Il Pd è unito su questo punto, ma è anche solo. Lo si è visto alla Camera e lo si è rivisto al Senato. Dunque, è stato necessario cercare una soluzione diversa, nell’ambito delle varie opzioni consentite dalla sentenza della Corte costituzionale.
Il testo della Camera aveva scelto la lista bloccata corta, legittimata dalla sentenza, in quanto comunque in grado di garantire la conoscibilità dell’eletto da parte dell’elettore. L’emendamento dei capigruppo propone invece la soluzione mista, pure esplicitamente prevista dalla sentenza della Corte: una parte di eletti con le preferenze, una parte di eletti col metodo della lista bloccata.
Si tratta, come è evidente, di una soluzione di compromesso, peraltro risultata come tale largamente preferita dalla stragrande maggioranza degli intervenuti nel dibattito. Solo una piccola minoranza di interventi ha chiesto che tutti i deputati siano eletti con le preferenze, la maggior parte ha sostenuto la preferibilità del sistema misto.
Naturalmente, il sistema misto può essere organizzato in molti modi, che possono essere anche molto diversi tra loro, ma sempre accomunati da una caratteristica: quella di essere un compromesso tra diverse esigenze. E l’ultima cosa che ha senso fare in politica è porre in un compromesso questioni di principio, come ho sentito fare da alcuni colleghi.
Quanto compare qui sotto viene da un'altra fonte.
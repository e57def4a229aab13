//! # Distribution Manifest
//!
//! Parsing, serialization and update operations for the distribution
//! manifest (`distribution.yaml` shape). Each repository entry nests a `doc`
//! and a `source` sub-record, both carrying a version reference for the same
//! repository:
//!
//! ```yaml
//! repositories:
//!   rclcpp:
//!     doc:
//!       type: git
//!       url: https://github.com/ros2/rclcpp.git
//!       version: master
//!     source:
//!       type: git
//!       url: https://github.com/ros2/rclcpp.git
//!       version: master
//! type: distribution
//! version: 2
//! ```
//!
//! The schema is owned externally, so every field this module does not model
//! is preserved verbatim through `#[serde(flatten)]` maps, at the document
//! level, the entry level and the sub-record level.
//!
//! [`set_version`] is the one mutation: it updates `doc.version` and
//! `source.version` together as a single logical update and returns a new
//! document, leaving the input untouched. An entry missing one of the two
//! sub-records is malformed input (a schema error), which is distinct from
//! the entry being absent altogether (`RepoNotFound`).

use std::collections::BTreeMap;
use std::fs;
use std::path::Path;

use serde::{Deserialize, Serialize};

use crate::error::{Error, Result};

/// A `doc` or `source` sub-record: a version plus whatever else the schema
/// carries (`type`, `url`, ...), preserved as-is.
#[derive(Debug, Clone, PartialEq, Serialize, Deserialize)]
pub struct VersionedSection {
    pub version: String,
    #[serde(flatten)]
    pub extra: BTreeMap<String, serde_yaml::Value>,
}

/// One repository entry in the distribution manifest.
#[derive(Debug, Clone, PartialEq, Serialize, Deserialize)]
pub struct DistributionRepo {
    #[serde(default, skip_serializing_if = "Option::is_none")]
    pub doc: Option<VersionedSection>,
    #[serde(default, skip_serializing_if = "Option::is_none")]
    pub source: Option<VersionedSection>,
    #[serde(flatten)]
    pub extra: BTreeMap<String, serde_yaml::Value>,
}

/// The distribution manifest, keyed by repository name.
#[derive(Debug, Clone, PartialEq, Serialize, Deserialize)]
pub struct Distribution {
    pub repositories: BTreeMap<String, DistributionRepo>,
    #[serde(flatten)]
    pub extra: BTreeMap<String, serde_yaml::Value>,
}

/// Load the distribution manifest from `path`.
pub fn load(path: &Path) -> Result<Distribution> {
    let contents = fs::read_to_string(path)?;
    Ok(serde_yaml::from_str(&contents)?)
}

/// Look up a repository entry by name. Absence is `None`, never an error.
pub fn get<'a>(distribution: &'a Distribution, name: &str) -> Option<&'a DistributionRepo> {
    distribution.repositories.get(name)
}

/// Set both `doc.version` and `source.version` for the named repository,
/// returning a new document.
///
/// Fails with [`Error::RepoNotFound`] if the repository is absent and with
/// [`Error::Schema`] if its entry lacks a `doc` or `source` sub-record. Every
/// other repository and field is structurally unchanged, and the input
/// document is never mutated.
pub fn set_version(distribution: &Distribution, name: &str, version: &str) -> Result<Distribution> {
    let entry = distribution
        .repositories
        .get(name)
        .ok_or_else(|| Error::RepoNotFound {
            repo: name.to_string(),
            manifest: "distribution file".to_string(),
        })?;

    let mut updated = entry.clone();
    match (updated.doc.as_mut(), updated.source.as_mut()) {
        (Some(doc), Some(source)) => {
            doc.version = version.to_string();
            source.version = version.to_string();
        }
        _ => {
            return Err(Error::Schema {
                message: format!(
                    "repository '{}' in the distribution file is missing its doc or source section",
                    name
                ),
            })
        }
    }

    let mut next = distribution.clone();
    next.repositories.insert(name.to_string(), updated);
    Ok(next)
}

#[cfg(test)]
mod tests {
    use super::*;
    use std::io::Write;
    use tempfile::NamedTempFile;

    const DISTRIBUTION_YAML: &str = "\
repositories:
  rclcpp:
    doc:
      type: git
      url: https://github.com/ros2/rclcpp.git
      version: master
    source:
      type: git
      url: https://github.com/ros2/rclcpp.git
      version: master
  rclpy:
    doc:
      type: git
      url: https://github.com/ros2/rclpy.git
      version: master
    source:
      type: git
      url: https://github.com/ros2/rclpy.git
      version: master
release_platforms:
  ubuntu:
  - focal
type: distribution
version: 2
";

    fn load_distribution() -> Distribution {
        let mut file = NamedTempFile::new().unwrap();
        file.write_all(DISTRIBUTION_YAML.as_bytes()).unwrap();
        load(file.path()).unwrap()
    }

    #[test]
    fn test_load_preserves_unknown_fields() {
        let dist = load_distribution();
        assert!(dist.extra.contains_key("release_platforms"));
        assert!(dist.extra.contains_key("type"));
        let emitted = serde_yaml::to_string(&dist).unwrap();
        assert!(emitted.contains("release_platforms"));
        assert!(emitted.contains("focal"));
    }

    #[test]
    fn test_get_repo_if_it_exists() {
        let dist = load_distribution();
        let rclcpp = get(&dist, "rclcpp").unwrap();
        assert_eq!(rclcpp.doc.as_ref().unwrap().version, "master");
        assert_eq!(rclcpp.source.as_ref().unwrap().version, "master");
        assert!(get(&dist, "not-a-repo").is_none());
    }

    #[test]
    fn test_set_version_updates_doc_and_source_atomically() {
        let dist = load_distribution();
        let new_dist = set_version(&dist, "rclcpp", "ultra-ros").unwrap();

        // Old document untouched
        let old = get(&dist, "rclcpp").unwrap();
        assert_eq!(old.doc.as_ref().unwrap().version, "master");
        assert_eq!(old.source.as_ref().unwrap().version, "master");

        // Both sub-records updated in the new document
        let new = get(&new_dist, "rclcpp").unwrap();
        assert_eq!(new.doc.as_ref().unwrap().version, "ultra-ros");
        assert_eq!(new.source.as_ref().unwrap().version, "ultra-ros");

        // No other repository differs
        assert_eq!(get(&new_dist, "rclpy"), get(&dist, "rclpy"));
        // Sub-record fields other than version are preserved
        assert_eq!(
            new.doc.as_ref().unwrap().extra,
            old.doc.as_ref().unwrap().extra
        );
    }

    #[test]
    fn test_set_version_unknown_repo_fails() {
        let dist = load_distribution();
        let err = set_version(&dist, "not-a-repo", "humble").unwrap_err();
        assert!(matches!(err, Error::RepoNotFound { .. }));
    }

    #[test]
    fn test_set_version_missing_section_is_schema_error() {
        let yaml = "\
repositories:
  broken:
    doc:
      version: master
";
        let dist: Distribution = serde_yaml::from_str(yaml).unwrap();
        // Malformed is distinguishable from absent: the lookup still works.
        assert!(get(&dist, "broken").is_some());
        let err = set_version(&dist, "broken", "humble").unwrap_err();
        assert!(matches!(err, Error::Schema { .. }));
    }

    #[test]
    fn test_load_missing_file_is_io_error() {
        let err = load(Path::new("/nonexistent/distribution.yaml")).unwrap_err();
        assert!(matches!(err, Error::Io(_)));
    }
}
//! # Branch Migrate Library
//!
//! Core functionality for migrating a fleet of independently-versioned
//! repositories from one named branch to another while keeping two manifest
//! documents consistent with the new branch name: the repository list
//! manifest (`ros2.repos` shape, keyed `"org/name"`) and the distribution
//! manifest (`distribution.yaml` shape, keyed by name with nested
//! `doc`/`source` version records).
//!
//! ## Execution Flow
//!
//! The `run` command wires the modules together like this:
//!
//! 1. **Load** both manifests (`repos_file`, `distribution_file`). Parse
//!    failures are fatal; nothing has been mutated yet.
//! 2. **Prepare** an isolated output workspace (`workspace::prepare`): the
//!    source tree is deep-copied so all branch mutation happens against the
//!    copy.
//! 3. **Migrate** (`migrate::migrate`): for each rename pair and repository,
//!    conditionally create the target branch and update both manifests,
//!    collecting per-repository failures into three independent error logs
//!    instead of aborting the batch.
//! 4. **Write** the final manifests into the output directory
//!    (`workspace::write_manifests`) and report the error logs. Partial
//!    success is a valid terminal state.
//!
//! Manifest snapshots are persistent values: every update returns a new
//! snapshot and leaves the input untouched, which is what lets a failed
//! update simply keep the previous snapshot in play.
//!
//! Version-control operations go through the `git::VersionControl` trait;
//! production code shells out to system git, tests drive the loop with a
//! recording fake.

pub mod defaults;
pub mod distribution_file;
pub mod error;
pub mod git;
pub mod migrate;
pub mod repos_file;
pub mod workspace;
La soluzione proposta dall’emendamento presenta luci e ombre, come ogni proposta di compromesso. La luce principale è la riconoscibilità di chi viene eletto: limitando al solo capolista l’indicazione stampata sulla scheda, è evidente che ogni cittadino sa alla perfezione chi sta votando quando vota per quel partito.
La principale ombra, agli occhi di alcuni colleghi, è la mobilità del rapporto tra eletti con le preferenze e capilista. Una mobilità che riguarda peraltro solo le forze di minoranza, posto che il partito che vincerà le elezioni, dunque si aggiudicherà il premio di maggioranza, dunque esprimerà il governo e il presidente del consiglio, eleggerà certamente più dei due terzi dei suoi deputati con le preferenze. Quanto alle forze di minoranza, non è possibile prevedere con certezza questa relazione, che sarà comunque inversamente proporzionale alla frammentazione dell’opposizione stessa: con una o due grandi forze di opposizione, anche nel campo della minoranza una quota significativa di eletti sarebbe scelto con le preferenze.
D’altra parte, le proposte alternative a quale dell’emendamento presentano anch’esse inconvenienti non di poco conto, il principale dei quali è la rivincita della lista bloccata, per quanto corta, certamente assai meno trasparente, per il cittadino-elettore, del meccanismo uninominale del capolista.
Su questi aspetti la discussione non può non essere aperta e sarebbe incomprensibile qualunque chiusura aprioristica. Qualunque scelta si deciderà di fare, sarà comunque una scelta opinabile, da vivere in modo laico e non ideologico. Quel che conta è scegliere insieme, avendo presente la gerarchia dei valori in campo: da una parte la necessità e l’urgenza di una riforma, che dia risposta alla sentenza della Corte e alle aspettative dei cittadini; dall’altra l’innamoramento per questo o quel dettaglio.
Molti colleghi hanno ricordato in modo giustamente allarmato i segnali gravi di disaffezione alla politica e alle stesse elezioni che giungono da strati larghi e crescenti della società italiana. La risposta a questo grave malessere non può tuttavia essere l’ennesimo rinvio, l’ennesima occasione mancata, che avrebbero il solo effetto di aggravare la sfiducia nella politica e di allargare la distanza tra i cittadini e le istituzioni.
L’11 novembre scorso, commentando su Repubblica l’accordo sull’Italicum 2.0, un osservatore autorevole e autonomo come Gianluigi Pellegrino scriveva che dal confronto tra le forze politiche è emersa “una legge elettorale che sembrava impossibile sperare di avere. E che questa volta consente di vedere la parte piena del bicchiere. Adesso si tratta di fare presto”.
Non si potrebbe dire meglio. (Applausi dai Gruppi PD e SCpI. Congratulazioni).